Gay Tragedy

Steven Harper PiziksThis is 2017.  Marriage equality is legal.  And yet we still have a media filled with Gay Tragedy, Gay Tease, and Gay Promise.

The Gay Tragedy is when a same-sex couple, usually two men, fall in love and it ends badly.  Often one of the men dies.  At minimum, the two are separated and their relationship isn’t allowed to end happily.  BROKEBACK MOUNTAIN is the most famous example.  When I saw that movie in the theaters, I thought it was poorly done. The characters’ relationship is neither believable nor explained–they love each other because the script says so–and in the end, one of them is murdered because he’s gay, leaving the survivor, who has lost his entire family as well, to weep alone in his isolated trailer.  Because, you see, two men can’t have a happy, loving relationship that ends well.

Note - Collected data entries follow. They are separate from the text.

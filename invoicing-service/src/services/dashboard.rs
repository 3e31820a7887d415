//! Summary widgets computed from an owner's invoices.

use crate::dtos::{
    CurrencyTotal, DashboardBlocks, DashboardView, EmptyState, GraphPoint, RecentInvoice,
};
use crate::models::{Currency, Invoice};
use crate::utils::format_currency;
use chrono::{Days, NaiveDate};
use rust_decimal::Decimal;
use std::collections::BTreeMap;

/// Number of entries in the recent-invoices widget.
pub const RECENT_LIMIT: usize = 7;

/// Window covered by the totals graph, in days.
pub const GRAPH_WINDOW_DAYS: u64 = 30;

/// Build the dashboard for one owner. `invoices` must already be scoped to
/// that owner.
pub fn build_dashboard(invoices: &[Invoice], today: NaiveDate) -> DashboardView {
    if invoices.is_empty() {
        return DashboardView::Empty(EmptyState::default());
    }

    DashboardView::Populated {
        blocks: blocks(invoices),
        graph: paid_graph(invoices, today),
        recent: recent(invoices, RECENT_LIMIT),
    }
}

pub fn blocks(invoices: &[Invoice]) -> DashboardBlocks {
    let paid: Vec<&Invoice> = invoices.iter().filter(|i| i.is_paid()).collect();

    DashboardBlocks {
        total_invoices: invoices.len(),
        paid_invoices: paid.len(),
        pending_invoices: invoices.len() - paid.len(),
        invoiced: currency_totals(invoices.iter()),
        collected: currency_totals(paid.into_iter()),
    }
}

/// Paid invoices created within the graph window, summed per creation day.
pub fn paid_graph(invoices: &[Invoice], today: NaiveDate) -> Vec<GraphPoint> {
    let since = today
        .checked_sub_days(Days::new(GRAPH_WINDOW_DAYS))
        .unwrap_or(NaiveDate::MIN);

    let mut by_day: BTreeMap<NaiveDate, Vec<&Invoice>> = BTreeMap::new();
    for invoice in invoices.iter().filter(|i| i.is_paid()) {
        let day = invoice.created_utc.date_naive();
        if day >= since && day <= today {
            by_day.entry(day).or_default().push(invoice);
        }
    }

    by_day
        .into_iter()
        .map(|(date, day_invoices)| GraphPoint {
            date,
            amounts: currency_totals(day_invoices.into_iter()),
        })
        .collect()
}

/// Most recently created invoices, newest first.
pub fn recent(invoices: &[Invoice], limit: usize) -> Vec<RecentInvoice> {
    let mut sorted: Vec<&Invoice> = invoices.iter().collect();
    sorted.sort_by(|a, b| b.created_utc.cmp(&a.created_utc));

    sorted
        .into_iter()
        .take(limit)
        .map(|invoice| RecentInvoice {
            invoice_id: invoice.invoice_id,
            client_name: invoice.client_name.clone(),
            client_email: invoice.client_email.clone(),
            initials: initials(&invoice.client_name),
            amount: invoice.total,
            currency: invoice.currency,
            formatted: format_currency(invoice.total, invoice.currency),
        })
        .collect()
}

/// First two characters of a name, upper-cased.
pub fn initials(name: &str) -> String {
    name.chars().take(2).flat_map(char::to_uppercase).collect()
}

fn currency_totals<'a>(invoices: impl Iterator<Item = &'a Invoice>) -> Vec<CurrencyTotal> {
    let mut sums: BTreeMap<Currency, Decimal> = BTreeMap::new();
    for invoice in invoices {
        let sum = sums.entry(invoice.currency).or_insert(Decimal::ZERO);
        *sum = sum.checked_add(invoice.total).unwrap_or_else(|| {
            tracing::warn!(
                currency = invoice.currency.as_str(),
                "Currency total overflowed; reporting the maximum"
            );
            Decimal::MAX
        });
    }

    sums.into_iter()
        .map(|(currency, amount)| CurrencyTotal {
            currency,
            amount,
            formatted: format_currency(amount, currency),
        })
        .collect()
}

TORCHWOOD does the same thing with Jack and Ianto.  Just as their relationship is deepening, Ianto is killed.  The producers said it was deliberately for tragedy, to change Jack so he could do important things later.  Yeah, sure.  But on an SF show that brings people back from the dead, they sure didn’t hurry to resurrect Ianto later.  In fact, they only twist the tragedy knife by having Ianto’s ghost show up and make Jack feel even worse in a later episode and make it clear that Jack and Ianto won’t be together even in the afterlife.  Because gay men can’t ever be happy.

Now, apparently, we’re getting more of it.  CALL ME BY YOUR NAME is a gay tragedy novel (“beautifully written,” says one reviewer, which is code for “uses lots of flowery, incomprehensible language to camouflage the lack of actual story”).  A seventeen-year-old Italian boy meets a twenty-something American visitor in Italy.  They have a mad, tempestuous relationship in secret, but in the end, the American has to go back home.  The seventeen-year-old is unable to forget or let go, and twenty-odd years later, he goes to Boston to find his long-lost love, only to find him married (to a woman) with children.  Their love goes forever unfulfilled.

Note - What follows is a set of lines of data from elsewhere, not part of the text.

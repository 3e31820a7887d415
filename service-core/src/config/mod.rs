use crate::error::AppError;
use config::{Config as Cfg, File};
use serde::Deserialize;

/// Settings shared by every service binary in the workspace.
#[derive(Debug, Deserialize, Clone)]
pub struct Config {
    #[serde(default = "default_port")]
    pub port: u16,

    #[serde(default = "default_log_level")]
    pub log_level: String,

    /// OTLP collector endpoint. Span export is disabled when unset.
    #[serde(default)]
    pub otlp_endpoint: Option<String>,

    #[serde(default = "default_environment")]
    pub environment: String,
}

fn default_port() -> u16 {
    8080
}

fn default_log_level() -> String {
    "info".to_string()
}

fn default_environment() -> String {
    "dev".to_string()
}

impl Default for Config {
    fn default() -> Self {
        Self {
            port: default_port(),
            log_level: default_log_level(),
            otlp_endpoint: None,
            environment: default_environment(),
        }
    }
}

impl Config {
    pub fn load() -> Result<Self, AppError> {
        dotenvy::dotenv().ok();

        let config = Cfg::builder()
            .add_source(File::with_name("configuration").required(false))
            .add_source(config::Environment::with_prefix("APP").separator("__"))
            .build()?;

        Ok(config.try_deserialize()?)
    }

    pub fn is_production(&self) -> bool {
        self.environment == "prod"
    }
}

The book was made into a movie that got a lot of buzz at the Sundance Film Festival and was just recently picked up by a major distributor for wide release.  Because, you know, BROKEBACK MOUNTAIN, right?

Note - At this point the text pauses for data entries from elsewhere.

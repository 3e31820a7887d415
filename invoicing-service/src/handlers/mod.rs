//! HTTP handlers for invoicing-service.

pub mod dashboard;
pub mod health;
pub mod invoices;
pub mod metrics;

pub use health::{health_check, readiness_check};
pub use metrics::metrics_endpoint;
//! Authenticated dashboard user, resolved from the bearer session token.
//!
//! Every invoice route takes an `AuthUser`; requests without a valid token
//! are rejected with 401 before any storage access happens.

use crate::services::SessionVerifier;
use axum::async_trait;
use axum::extract::{FromRef, FromRequestParts};
use axum::http::{header, request::Parts};
use service_core::error::AppError;
use std::sync::Arc;

#[derive(Debug, Clone)]
pub struct AuthUser {
    /// Owner id for all repository calls.
    pub user_id: String,
    pub email: String,
}

#[async_trait]
impl<S> FromRequestParts<S> for AuthUser
where
    Arc<SessionVerifier>: FromRef<S>,
    S: Send + Sync,
{
    type Rejection = AppError;

    async fn from_request_parts(parts: &mut Parts, state: &S) -> Result<Self, Self::Rejection> {
        let token = parts
            .headers
            .get(header::AUTHORIZATION)
            .and_then(|value| value.to_str().ok())
            .and_then(|value| value.strip_prefix("Bearer "))
            .ok_or_else(|| {
                AppError::Unauthorized(anyhow::anyhow!("Missing or invalid Authorization header"))
            })?;

        let sessions = Arc::<SessionVerifier>::from_ref(state);
        let claims = sessions.verify(token).map_err(|e| {
            tracing::debug!(error = %e, "Rejected session token");
            AppError::Unauthorized(anyhow::anyhow!("Invalid or expired token"))
        })?;

        tracing::Span::current().record("user_id", claims.sub.as_str());

        Ok(AuthUser {
            user_id: claims.sub,
            email: claims.email,
        })
    }
}
//! Dashboard integration tests for invoicing-service.

mod common;

use axum::http::StatusCode;
use common::{body_json, invoice_form, TestApp, ALICE, BOB};

#[tokio::test]
async fn new_user_sees_empty_state() {
    let app = TestApp::spawn();

    let response = app.get("/dashboard", Some(ALICE)).await;
    assert_eq!(response.status(), StatusCode::OK);

    let view = body_json(response).await;
    assert_eq!(view["state"], "empty");
    assert_eq!(view["title"], "No invoices found");
    assert_eq!(view["button_text"], "Create Invoice");
}

#[tokio::test]
async fn widgets_reflect_only_own_invoices() {
    let app = TestApp::spawn();
    let paid_id = app.create_invoice(ALICE, &invoice_form("Globex")).await;
    tokio::time::sleep(std::time::Duration::from_millis(2)).await;
    app.create_invoice(ALICE, &invoice_form("Initech")).await;
    app.create_invoice(BOB, &invoice_form("Umbrella")).await;
    app.post_empty(&format!("/dashboard/invoices/{}/paid", paid_id), ALICE)
        .await;

    let view = body_json(app.get("/dashboard", Some(ALICE)).await).await;
    assert_eq!(view["state"], "populated");
    assert_eq!(view["blocks"]["total_invoices"], 2);
    assert_eq!(view["blocks"]["paid_invoices"], 1);
    assert_eq!(view["blocks"]["pending_invoices"], 1);
    assert_eq!(view["blocks"]["invoiced"][0]["formatted"], "$900.00");
    assert_eq!(view["blocks"]["collected"][0]["formatted"], "$450.00");
    assert_eq!(view["graph"].as_array().unwrap().len(), 1);

    let recent = view["recent"].as_array().unwrap();
    assert_eq!(recent.len(), 2);
    assert!(recent.iter().all(|r| r["client_name"] != "Umbrella"));
    assert_eq!(recent[0]["client_name"], "Initech");
    assert_eq!(recent[0]["initials"], "IN");
}

#[tokio::test]
async fn recent_invoices_are_capped_at_seven() {
    let app = TestApp::spawn();
    for n in 0..9 {
        app.create_invoice(ALICE, &invoice_form(&format!("Client {}", n)))
            .await;
        tokio::time::sleep(std::time::Duration::from_millis(2)).await;
    }

    let view = body_json(app.get("/dashboard", Some(ALICE)).await).await;
    let recent = view["recent"].as_array().unwrap();
    assert_eq!(recent.len(), 7);
    assert_eq!(recent[0]["client_name"], "Client 8");
    assert_eq!(view["blocks"]["total_invoices"], 9);
}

Screw you, Hollywood.  And you, too, BBC.

Apparently, the only kind of gay relationship you can show is one that ends in tragedy.  I won’t go see it.  I won’t buy or rent the DVD.  I will happily trash it, though.

After a thousand years of Gay Tragedy, I refuse to have anything to do with the idea until we’ve had a long, long history of Gay Happily Ever After.  Straight people get the HEA as a matter of course, and the tragic ending is the exception rather than the rule.  Showing Gay Tragedy after Gay Tragedy says that you think there’s something wrong with LGBT people, and we’re sick of it.

LATER: Gay Tease and Gay Promise

–Steven Harper Piziks

DANNY on sale now at Book View Cafe.

Danny Large



Gay Tragedy — 5 Comments

  1. So now there’s a Refrigerator Guy as well as a Refrigerator Woman? Just what the culture did NOT need, ever. “She dies” is a theme of a good many TV episodes and movies, where the Hero is supposed to go on and be free having learnt something. Sounds like the media mavens just brought that infuriating trope right over.

    In the book I published as Kathryn Jordan, FLICKERS, the gay co-hero goes off the World War One, where, I’m sure, the reader expects him to die. He does get shot up, this being the trenches, but he comes home to become head of a motion picture studio (silents, of course) and be successful. I did this deliberately. But it was one reason that the book, which I wrote in 1980, didn’t come out until last year. Publishers thought he should die or worse yet, be edited right out.

  2. And that was when I stopped watching Torchwood. Ianto was my favorite character. Killing an awesome character just for “tragic value” makes no sense.

  3. You have an excellent point, but I did want to note that neither Jack nor Ianto, in your Torchwood example, is gay. Jack in particular is explicitly pansexual. I don’t think it’s fair to ignore that in the service of a larger point, even one as well-observed as this.

  4. Forget that bullshit, there are so many gay stories of there waiting to be told so why bother with tired old tropes?